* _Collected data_

#####

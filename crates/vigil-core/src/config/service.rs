//! Service configuration record

use super::traits::VigilConfig;
use super::validation::ConfigValidator;
use crate::VigilError;
use serde::{Deserialize, Serialize};
use std::collections::BTreeMap;
use std::net::SocketAddr;
use std::path::{Path, PathBuf};

/// Hard upper bound on the worker pool of a single run
pub const MAX_WORKER_THREADS: u32 = 20;

/// Environments known when none are configured
pub const BUILTIN_ENVIRONMENTS: [&str; 4] = ["dev", "qa", "staging", "prod"];

/// Top-level configuration of the Vigil service
#[derive(Debug, Clone, PartialEq, Serialize, Deserialize)]
#[serde(default)]
pub struct ServiceConfig {
    /// HTTP listener settings
    pub server: ServerConfig,
    /// Where scenarios are discovered
    pub catalog: CatalogConfig,
    /// Scheduling defaults
    pub execution: ExecutionConfig,
    /// Environment used when a request names none or an unknown one
    pub default_environment: String,
    /// Known target environments
    pub environments: BTreeMap<String, EnvironmentProfile>,
}

/// HTTP listener settings
#[derive(Debug, Clone, PartialEq, Serialize, Deserialize)]
#[serde(default)]
pub struct ServerConfig {
    /// Socket address to bind, e.g. `127.0.0.1:8080`
    pub bind_address: String,
    /// Path prefix for every route
    pub base_path: String,
}

/// Scenario discovery settings
#[derive(Debug, Clone, PartialEq, Serialize, Deserialize)]
#[serde(default)]
pub struct CatalogConfig {
    /// Directory scanned recursively for scenario files
    pub root: PathBuf,
    /// File extension of scenario files, without the dot
    pub extension: String,
}

/// Scheduling defaults for execution requests
#[derive(Debug, Clone, PartialEq, Serialize, Deserialize)]
#[serde(default)]
pub struct ExecutionConfig {
    /// Worker count when a request does not specify one
    pub default_threads: u32,
    /// Upper clamp for requested worker counts
    pub max_threads: u32,
    /// Outer deadline applied when a request does not carry one
    pub default_timeout_ms: Option<u64>,
    /// Directory under which per-run report paths are allocated
    pub report_dir: PathBuf,
}

/// Per-environment settings handed to scenarios
#[derive(Debug, Clone, PartialEq, Eq, Serialize, Deserialize)]
pub struct EnvironmentProfile {
    /// Prefix applied to collaborator resource names (`<prefix>-<name>`)
    pub resource_prefix: String,
    /// Free-form variables exposed to scenarios
    #[serde(default)]
    pub variables: BTreeMap<String, String>,
}

impl EnvironmentProfile {
    /// Profile whose prefix is the environment name itself
    pub fn named(name: &str) -> Self {
        Self {
            resource_prefix: name.to_string(),
            variables: BTreeMap::new(),
        }
    }

    /// Qualify a collaborator resource name with this environment's prefix
    pub fn qualify(&self, name: &str) -> String {
        if self.resource_prefix.is_empty() {
            name.to_string()
        } else {
            format!("{}-{name}", self.resource_prefix)
        }
    }
}

/// Outcome of resolving a requested environment name
#[derive(Debug, Clone, PartialEq, Eq)]
pub struct ResolvedEnvironment {
    /// Name of the environment actually used
    pub name: String,
    /// Its profile
    pub profile: EnvironmentProfile,
    /// Set when the requested name was unknown and the default was used
    pub fell_back_from: Option<String>,
}

impl Default for ServiceConfig {
    fn default() -> Self {
        Self {
            server: ServerConfig::default(),
            catalog: CatalogConfig::default(),
            execution: ExecutionConfig::default(),
            default_environment: "dev".to_string(),
            environments: BUILTIN_ENVIRONMENTS
                .iter()
                .map(|name| (name.to_string(), EnvironmentProfile::named(name)))
                .collect(),
        }
    }
}

impl Default for ServerConfig {
    fn default() -> Self {
        Self {
            bind_address: "127.0.0.1:8080".to_string(),
            base_path: "/api".to_string(),
        }
    }
}

impl Default for CatalogConfig {
    fn default() -> Self {
        Self {
            root: PathBuf::from("features"),
            extension: "toml".to_string(),
        }
    }
}

impl Default for ExecutionConfig {
    fn default() -> Self {
        Self {
            default_threads: 5,
            max_threads: MAX_WORKER_THREADS,
            default_timeout_ms: None,
            report_dir: PathBuf::from("target/vigil-reports"),
        }
    }
}

impl ServiceConfig {
    /// Parse a configuration from TOML text
    pub fn from_toml_str(content: &str) -> Result<Self, VigilError> {
        Ok(toml::from_str(content)?)
    }

    /// Resolve a requested environment name against the configured set.
    ///
    /// A missing or blank name selects the default environment. An unknown
    /// name also selects the default and records the fallback.
    pub fn resolve_environment(&self, requested: Option<&str>) -> Result<ResolvedEnvironment, VigilError> {
        let requested = requested.map(str::trim).filter(|name| !name.is_empty());

        if let Some(name) = requested {
            if let Some(profile) = self.environments.get(name) {
                return Ok(ResolvedEnvironment {
                    name: name.to_string(),
                    profile: profile.clone(),
                    fell_back_from: None,
                });
            }
            tracing::warn!(
                requested = name,
                default = %self.default_environment,
                "unknown environment, falling back to default"
            );
        }

        let profile = self
            .environments
            .get(&self.default_environment)
            .cloned()
            .ok_or_else(|| {
                VigilError::invalid(format!(
                    "default environment '{}' is not configured",
                    self.default_environment
                ))
            })?;

        Ok(ResolvedEnvironment {
            name: self.default_environment.clone(),
            profile,
            fell_back_from: requested.map(str::to_string),
        })
    }
}

impl VigilConfig for ServiceConfig {
    fn load_from_file(path: &Path) -> Result<Self, VigilError> {
        let content = std::fs::read_to_string(path).map_err(|e| {
            VigilError::internal(format!("Failed to read config file {}: {e}", path.display()))
        })?;
        Self::from_toml_str(&content)
    }

    fn merge_with_vars<I>(&mut self, vars: I) -> Result<(), VigilError>
    where
        I: IntoIterator<Item = (String, String)>,
    {
        for (name, value) in vars {
            let key = match name.as_str() {
                "VIGIL_BIND_ADDRESS" => "server.bind_address",
                "VIGIL_BASE_PATH" => "server.base_path",
                "VIGIL_CATALOG_ROOT" => "catalog.root",
                "VIGIL_DEFAULT_ENVIRONMENT" => "default_environment",
                "VIGIL_REPORT_DIR" => "execution.report_dir",
                "VIGIL_DEFAULT_THREADS" => "execution.default_threads",
                "VIGIL_DEFAULT_TIMEOUT_MS" => "execution.default_timeout_ms",
                _ => continue,
            };
            self.set_from_string(key, &value)
                .map_err(|e| VigilError::invalid(format!("{name}: {e}")))?;
        }
        Ok(())
    }

    fn validate(&self) -> Result<(), VigilError> {
        let mut validator = ConfigValidator::new();

        let mut server = validator.for_field("server");
        server
            .non_empty("bind_address", &self.server.bind_address)
            .check(
                "bind_address",
                self.server.bind_address.parse::<SocketAddr>().is_ok(),
                "must be a socket address such as 127.0.0.1:8080",
            )
            .check(
                "base_path",
                self.server.base_path.is_empty() || self.server.base_path.starts_with('/'),
                "must start with '/'",
            );
        validator.absorb(server);

        let mut catalog = validator.for_field("catalog");
        catalog
            .non_empty("root", &self.catalog.root.to_string_lossy())
            .non_empty("extension", &self.catalog.extension)
            .check(
                "extension",
                !self.catalog.extension.starts_with('.'),
                "must not start with '.'",
            );
        validator.absorb(catalog);

        let mut execution = validator.for_field("execution");
        execution
            .range(
                "max_threads",
                self.execution.max_threads,
                Some(1),
                Some(MAX_WORKER_THREADS),
            )
            .range(
                "default_threads",
                self.execution.default_threads,
                Some(1),
                Some(self.execution.max_threads.max(1)),
            )
            .check(
                "default_timeout_ms",
                self.execution.default_timeout_ms != Some(0),
                "must be positive when set",
            )
            .non_empty("report_dir", &self.execution.report_dir.to_string_lossy());
        validator.absorb(execution);

        validator.non_empty("default_environment", &self.default_environment);
        validator.check(
            "default_environment",
            self.environments.contains_key(&self.default_environment),
            format!("'{}' is not a configured environment", self.default_environment),
        );

        validator.finish()
    }

    fn set_from_string(&mut self, key: &str, value: &str) -> Result<(), VigilError> {
        match key {
            "server.bind_address" => self.server.bind_address = value.to_string(),
            "server.base_path" => self.server.base_path = value.to_string(),
            "catalog.root" => self.catalog.root = PathBuf::from(value),
            "catalog.extension" => self.catalog.extension = value.to_string(),
            "execution.default_threads" => self.execution.default_threads = parse_number(key, value)?,
            "execution.max_threads" => self.execution.max_threads = parse_number(key, value)?,
            "execution.default_timeout_ms" => {
                self.execution.default_timeout_ms = if value.trim().is_empty() {
                    None
                } else {
                    Some(parse_number(key, value)?)
                };
            }
            "execution.report_dir" => self.execution.report_dir = PathBuf::from(value),
            "default_environment" => self.default_environment = value.to_string(),
            _ => return Err(VigilError::invalid(format!("unknown configuration key '{key}'"))),
        }
        Ok(())
    }
}

fn parse_number<T: std::str::FromStr>(key: &str, value: &str) -> Result<T, VigilError> {
    value
        .trim()
        .parse()
        .map_err(|_| VigilError::invalid(format!("{key} expects a non-negative integer, got '{value}'")))
}

#[cfg(test)]
mod tests {
    use super::*;
    use std::io::Write;

    #[test]
    fn defaults_are_valid() {
        let config = ServiceConfig::defaults();
        assert!(config.validate().is_ok());
        assert_eq!(config.execution.default_threads, 5);
        assert_eq!(config.environments.len(), 4);
    }

    #[test]
    fn partial_file_keeps_defaults() {
        let mut file = tempfile::NamedTempFile::new().unwrap();
        writeln!(
            file,
            r#"
default_environment = "qa"

[execution]
default_threads = 8

[environments.qa]
resource_prefix = "qa-east"
variables = {{ region = "us-east-1" }}
"#
        )
        .unwrap();

        let config = ServiceConfig::load_from_file(file.path()).unwrap();
        assert_eq!(config.execution.default_threads, 8);
        assert_eq!(config.execution.max_threads, MAX_WORKER_THREADS);
        assert_eq!(config.server.base_path, "/api");
        assert_eq!(config.environments.len(), 1);
        assert_eq!(config.environments["qa"].qualify("orders"), "qa-east-orders");
        assert!(config.validate().is_ok());
    }

    #[test]
    fn missing_file_is_an_error() {
        let dir = tempfile::tempdir().unwrap();
        let result = ServiceConfig::load_from_file(&dir.path().join("absent.toml"));
        assert!(matches!(result, Err(VigilError::Internal { .. })));
    }

    #[test]
    fn env_vars_override_file_values() {
        let mut config = ServiceConfig::default();
        config
            .merge_with_vars(vec![
                ("VIGIL_DEFAULT_THREADS".to_string(), "3".to_string()),
                ("VIGIL_CATALOG_ROOT".to_string(), "/srv/scenarios".to_string()),
                ("VIGIL_DEFAULT_TIMEOUT_MS".to_string(), "1500".to_string()),
                ("UNRELATED".to_string(), "ignored".to_string()),
            ])
            .unwrap();

        assert_eq!(config.execution.default_threads, 3);
        assert_eq!(config.catalog.root, PathBuf::from("/srv/scenarios"));
        assert_eq!(config.execution.default_timeout_ms, Some(1500));
    }

    #[test]
    fn bad_env_value_names_the_variable() {
        let mut config = ServiceConfig::default();
        let err = config
            .merge_with_vars(vec![("VIGIL_DEFAULT_THREADS".to_string(), "many".to_string())])
            .unwrap_err();
        assert!(err.to_string().contains("VIGIL_DEFAULT_THREADS"));
    }

    #[test]
    fn validation_reports_every_problem() {
        let mut config = ServiceConfig::default();
        config.server.bind_address = "not-an-address".to_string();
        config.execution.default_threads = 0;
        config.default_environment = "perf".to_string();

        let err = config.validate().unwrap_err().to_string();
        assert!(err.contains("server.bind_address"));
        assert!(err.contains("execution.default_threads"));
        assert!(err.contains("default_environment"));
    }

    #[test]
    fn unknown_environment_falls_back_to_default() {
        let config = ServiceConfig::default();

        let known = config.resolve_environment(Some("staging")).unwrap();
        assert_eq!(known.name, "staging");
        assert_eq!(known.fell_back_from, None);

        let unknown = config.resolve_environment(Some("perf")).unwrap();
        assert_eq!(unknown.name, "dev");
        assert_eq!(unknown.fell_back_from.as_deref(), Some("perf"));

        let absent = config.resolve_environment(None).unwrap();
        assert_eq!(absent.name, "dev");
        assert_eq!(absent.fell_back_from, None);
    }

    #[test]
    fn unknown_key_is_rejected() {
        let mut config = ServiceConfig::default();
        assert!(config.set_from_string("server.port", "80").is_err());
    }
}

#####

* _Problem statement_
Using the records above, copy exactly the lines from the one containing "assert_eq!(known.fell_back_from, None);" through the last, inclusive, and nothing else.

* _Answer to this exercise_
        assert_eq!(known.fell_back_from, None);

        let unknown = config.resolve_environment(Some("perf")).unwrap();
        assert_eq!(unknown.name, "dev");
        assert_eq!(unknown.fell_back_from.as_deref(), Some("perf"));

        let absent = config.resolve_environment(None).unwrap();
        assert_eq!(absent.name, "dev");
        assert_eq!(absent.fell_back_from, None);
    }

    #[test]
    fn unknown_key_is_rejected() {
        let mut config = ServiceConfig::default();
        assert!(config.set_from_string("server.port", "80").is_err());
    }
}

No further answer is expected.